No one seems to be immune to the effects of the world economic crisis—not even global payments messaging network SWIFT (Brussels/New York). During their opening remarks at the annual SWIFT Operations Forum Americas (SOFA) in New York this week, Americas managing director David Pryce and chairman Yawar Shah told the approximately 340 attendees that even SWIFT must start to buckle down to deal with changes in financial industry at large.
Reflecting on the theme of "Shaping the Future" from the 2008 SOFA, Pryce said, "No one could have predicted what happened in September of last year. It's having an impact on all of us."
According to Pryce, at the end of last year and the beginning of this year, SWIFT starting seeing slight negative growth of -4 percent to -5 percent. "It's not surprising," he said, "and things are not yet getting better."

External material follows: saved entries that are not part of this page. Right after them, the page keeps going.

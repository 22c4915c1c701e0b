//! Static table of the models the service exposes.
//!
//! Ids are parsed into [`ModelId`] at the boundary; nothing downstream handles
//! raw model strings.

use crate::error::{Error, Result};
use serde::{Deserialize, Serialize};
use std::fmt;
use std::str::FromStr;

#[derive(Debug, Clone, Copy, PartialEq, Eq, Hash, Default, Serialize, Deserialize)]
pub enum ModelId {
    #[default]
    #[serde(rename = "gpt2_native")]
    Gpt2Native,
    #[serde(rename = "gpt2_onnx")]
    Gpt2Onnx,
    #[serde(rename = "Llama2.7")]
    Llama,
    #[serde(rename = "BonQuiQui")]
    BonQuiQui,
    #[serde(rename = "MsSwan")]
    MsSwan,
    #[serde(rename = "Bonifa")]
    Bonifa,
}

/// Whether the server keeps conversational context between requests.
#[derive(Debug, Clone, Copy, PartialEq, Eq)]
pub enum Statefulness {
    /// No server session; only the newest user turn is sent.
    Stateless,
    /// Full history is resent every turn.
    Stateful,
}

#[derive(Debug, Clone, Copy, PartialEq, Eq)]
pub enum Routing {
    SingleShot,
    Streaming,
}

#[derive(Debug, PartialEq, Eq)]
pub struct ModelDescriptor {
    pub id: ModelId,
    pub display_label: &'static str,
    pub statefulness: Statefulness,
    pub endpoint_path: &'static str,
    pub persona_preamble: Option<&'static str>,
    pub routing: Routing,
    /// Value of the `model` field on the wire.
    pub wire_model: &'static str,
    /// Label shown in front of assistant replies, if any.
    pub speaker: Option<&'static str>,
}

const BON_QUI_QUI: &str = "You are Bon Qui Qui, a comically rude, gangsta cashier. Always say 'I WILL CUUUUT you!' and 'Seccurrrity! You need to go!'. Respond with humor, sarcasm, and attitude.";
const MS_SWAN: &str = "You are Ms. Swan, a quirky, heavily-accented woman known for her catchphrase 'He look-a like a man.' Respond evasively and exasperatingly.";
const BONIFA: &str = "You are Bonifa Latifa Halifa Sherifa Jackson, loud, brash, and constantly yakking on her cell. Demand respect with humor and sass.";

static MODELS: [ModelDescriptor; 6] = [
    ModelDescriptor {
        id: ModelId::Gpt2Native,
        display_label: "GPT-2 (native PyTorch)",
        statefulness: Statefulness::Stateless,
        endpoint_path: "/chat/native-gpt2",
        persona_preamble: None,
        routing: Routing::SingleShot,
        wire_model: "gpt2",
        speaker: None,
    },
    ModelDescriptor {
        id: ModelId::Gpt2Onnx,
        display_label: "GPT-2 (Open Neural Network Exchange)",
        statefulness: Statefulness::Stateless,
        endpoint_path: "/chat/onnx-gpt2",
        persona_preamble: None,
        routing: Routing::SingleShot,
        wire_model: "gpt2",
        speaker: None,
    },
    ModelDescriptor {
        id: ModelId::Llama,
        display_label: "Llama2.7",
        statefulness: Statefulness::Stateful,
        endpoint_path: "/chat/stream",
        persona_preamble: None,
        routing: Routing::Streaming,
        wire_model: "Llama2.7",
        speaker: Some("Assistant"),
    },
    ModelDescriptor {
        id: ModelId::BonQuiQui,
        display_label: "Llama2.7 Bon Qui Qui",
        statefulness: Statefulness::Stateful,
        endpoint_path: "/chat/stream",
        persona_preamble: Some(BON_QUI_QUI),
        routing: Routing::Streaming,
        wire_model: "BonQuiQui",
        speaker: Some("Bon Qui Qui"),
    },
    ModelDescriptor {
        id: ModelId::MsSwan,
        display_label: "Llama2.7 Ms Swan",
        statefulness: Statefulness::Stateful,
        endpoint_path: "/chat/stream",
        persona_preamble: Some(MS_SWAN),
        routing: Routing::Streaming,
        wire_model: "MsSwan",
        speaker: Some("Ms Swan"),
    },
    ModelDescriptor {
        id: ModelId::Bonifa,
        display_label: "Llama2.7 Bonifa",
        statefulness: Statefulness::Stateful,
        endpoint_path: "/chat/stream",
        persona_preamble: Some(BONIFA),
        routing: Routing::Streaming,
        wire_model: "Bonifa",
        speaker: Some("Bonifa"),
    },
];

impl ModelId {
    pub const fn as_str(self) -> &'static str {
        match self {
            Self::Gpt2Native => "gpt2_native",
            Self::Gpt2Onnx => "gpt2_onnx",
            Self::Llama => "Llama2.7",
            Self::BonQuiQui => "BonQuiQui",
            Self::MsSwan => "MsSwan",
            Self::Bonifa => "Bonifa",
        }
    }

    pub fn descriptor(self) -> &'static ModelDescriptor {
        // The table is declared in enum order.
        &MODELS[self as usize]
    }
}

impl fmt::Display for ModelId {
    fn fmt(&self, f: &mut fmt::Formatter<'_>) -> fmt::Result {
        f.write_str(self.as_str())
    }
}

impl FromStr for ModelId {
    type Err = Error;

    fn from_str(s: &str) -> Result<Self> {
        MODELS
            .iter()
            .map(|m| m.id)
            .find(|id| id.as_str() == s)
            .ok_or_else(|| Error::UnknownModel(s.to_string()))
    }
}

/// Look up a model by its string id.
pub fn resolve(model_id: &str) -> Result<&'static ModelDescriptor> {
    model_id.parse::<ModelId>().map(ModelId::descriptor)
}

/// Every model, in display order.
pub fn all() -> &'static [ModelDescriptor] {
    &MODELS
}
use crate::error::{Error, Result};
use crate::registry;
use serde::Deserialize;
use std::path::{Path, PathBuf};

#[derive(Debug, Deserialize, Default)]
pub struct Config {
    #[serde(default)]
    pub server: ServerConfig,
    #[serde(default)]
    pub chat: ChatConfig,
    #[serde(default)]
    pub auth: AuthConfig,
}

#[derive(Debug, Deserialize)]
pub struct ServerConfig {
    #[serde(default = "default_base_url")]
    pub base_url: String,
    #[serde(default = "default_timeout_secs")]
    pub timeout_secs: u64,
    #[serde(default = "default_user_agent")]
    pub user_agent: String,
}

impl Default for ServerConfig {
    fn default() -> Self {
        Self {
            base_url: default_base_url(),
            timeout_secs: default_timeout_secs(),
            user_agent: default_user_agent(),
        }
    }
}

#[derive(Debug, Deserialize)]
pub struct ChatConfig {
    #[serde(default = "default_model")]
    pub default_model: String,
}

impl Default for ChatConfig {
    fn default() -> Self {
        Self {
            default_model: default_model(),
        }
    }
}

#[derive(Debug, Deserialize, Default)]
pub struct AuthConfig {
    /// Where the access token is kept. Defaults to `~/.neptune/token`.
    #[serde(default)]
    pub token_path: Option<PathBuf>,
}

/// Per-user state directory: `$HOME/.neptune`.
pub fn neptune_dir() -> PathBuf {
    let home = std::env::var("HOME").unwrap_or_else(|_| ".".into());
    PathBuf::from(home).join(".neptune")
}

// Defaults
fn default_base_url() -> String {
    std::env::var("NEPTUNE_API_URL").unwrap_or_else(|_| "http://localhost:8000".into())
}
fn default_timeout_secs() -> u64 {
    180
}
fn default_user_agent() -> String {
    concat!("neptune-chat/", env!("CARGO_PKG_VERSION")).into()
}
fn default_model() -> String {
    "gpt2_native".into()
}

impl Config {
    pub fn load(path: &Path) -> Result<Self> {
        let content = std::fs::read_to_string(path)
            .map_err(|e| Error::config(format!("Failed to read config {}: {e}", path.display())))?;
        toml::from_str(&content).map_err(|e| Error::config(format!("Failed to parse config: {e}")))
    }

    pub fn validate(&self) -> Result<()> {
        let url = &self.server.base_url;
        if !(url.starts_with("http://") || url.starts_with("https://")) {
            return Err(Error::config(format!(
                "server.base_url must be an http(s) URL, got {url:?}. Set it in config.toml or export NEPTUNE_API_URL"
            )));
        }
        if self.server.timeout_secs == 0 {
            return Err(Error::config("server.timeout_secs must be positive"));
        }
        registry::resolve(&self.chat.default_model)
            .map_err(|e| Error::config(format!("chat.default_model: {e}")))?;
        Ok(())
    }
}

#[cfg(test)]
mod tests {
    use super::*;

    #[test]
    fn full_config_parses() {
        let toml = r#"
[server]
base_url = "https://chat.example.com"
timeout_secs = 30
user_agent = "test-agent"

[chat]
default_model = "BonQuiQui"

[auth]
token_path = "/tmp/neptune-token"
"#;
        let config: Config = toml::from_str(toml).unwrap();
        assert_eq!(config.server.base_url, "https://chat.example.com");
        assert_eq!(config.server.timeout_secs, 30);
        assert_eq!(config.server.user_agent, "test-agent");
        assert_eq!(config.chat.default_model, "BonQuiQui");
        assert_eq!(
            config.auth.token_path.as_deref(),
            Some(Path::new("/tmp/neptune-token"))
        );
        config.validate().unwrap();
    }

    #[test]
    fn minimal_config_uses_defaults() {
        let toml = r#"
[server]
base_url = "http://localhost:9000"
"#;
        let config: Config = toml::from_str(toml).unwrap();
        assert_eq!(config.server.timeout_secs, 180);
        assert!(config.server.user_agent.starts_with("neptune-chat/"));
        assert_eq!(config.chat.default_model, "gpt2_native");
        assert!(config.auth.token_path.is_none());
    }

    #[test]
    fn empty_config_is_valid_toml() {
        let config: Config = toml::from_str("").unwrap();
        assert_eq!(config.server.timeout_secs, 180);
    }

    #[test]
    fn validate_rejects_unknown_model() {
        let mut config = Config::default();
        config.server.base_url = "http://localhost:8000".into();
        config.chat.default_model = "gpt5".into();
        assert!(matches!(config.validate(), Err(Error::Config(_))));
    }

    #[test]
    fn validate_rejects_bad_url() {
        let mut config = Config::default();
        config.server.base_url = "localhost:8000".into();
        assert!(config.validate().is_err());
    }

    #[test]
    fn load_reports_missing_file() {
        let err = Config::load(Path::new("/definitely/not/here.toml")).unwrap_err();
        assert!(err.to_string().contains("Failed to read config"));
    }
}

The challenge for SWIFT and the industry is the uncertainty, stated Shah, who is also COO of Citi (New York). "Cost cutting dramatically is key." But he also added, "Servicing and retaining customers becomes even more important."
SWIFT is starting to feel the pinch too, said Shah. Even though the organization experienced a good deal of growth over the past decade, going forward, it must do some cost cutting of its own if it is to keep up with the realities of the market.
Cost control is among SWIFT's key priorities for 2009, said Pryce. However, it won't be quite as dramatic as what many banks must do. "We're looking to take 10 percent out of our infrastructure cost (or 50 million euros) over the next couple of years," he explained. "We have a program in place now to do this."
At the same time, Pryce said SWIFT does not want to move away from the reliability and performance of its network. Therefore, it will also continue to find ways to strengthen the systems, such as implementing a distributed architecture, so it is in shape to go forward.
Other areas SWIFT will concentrate on this year include traffic development to entice corporates to use the network more, such as offering different fee structures; extending its reach to get more people connected to SWIFT; and more community engagement through industry events, business forums and conferences.
"At the big picture level, we're looking at how SWIFT can further enable STP (straight-through processing) and offer a platform for growth, even in these economic times," said Pryce.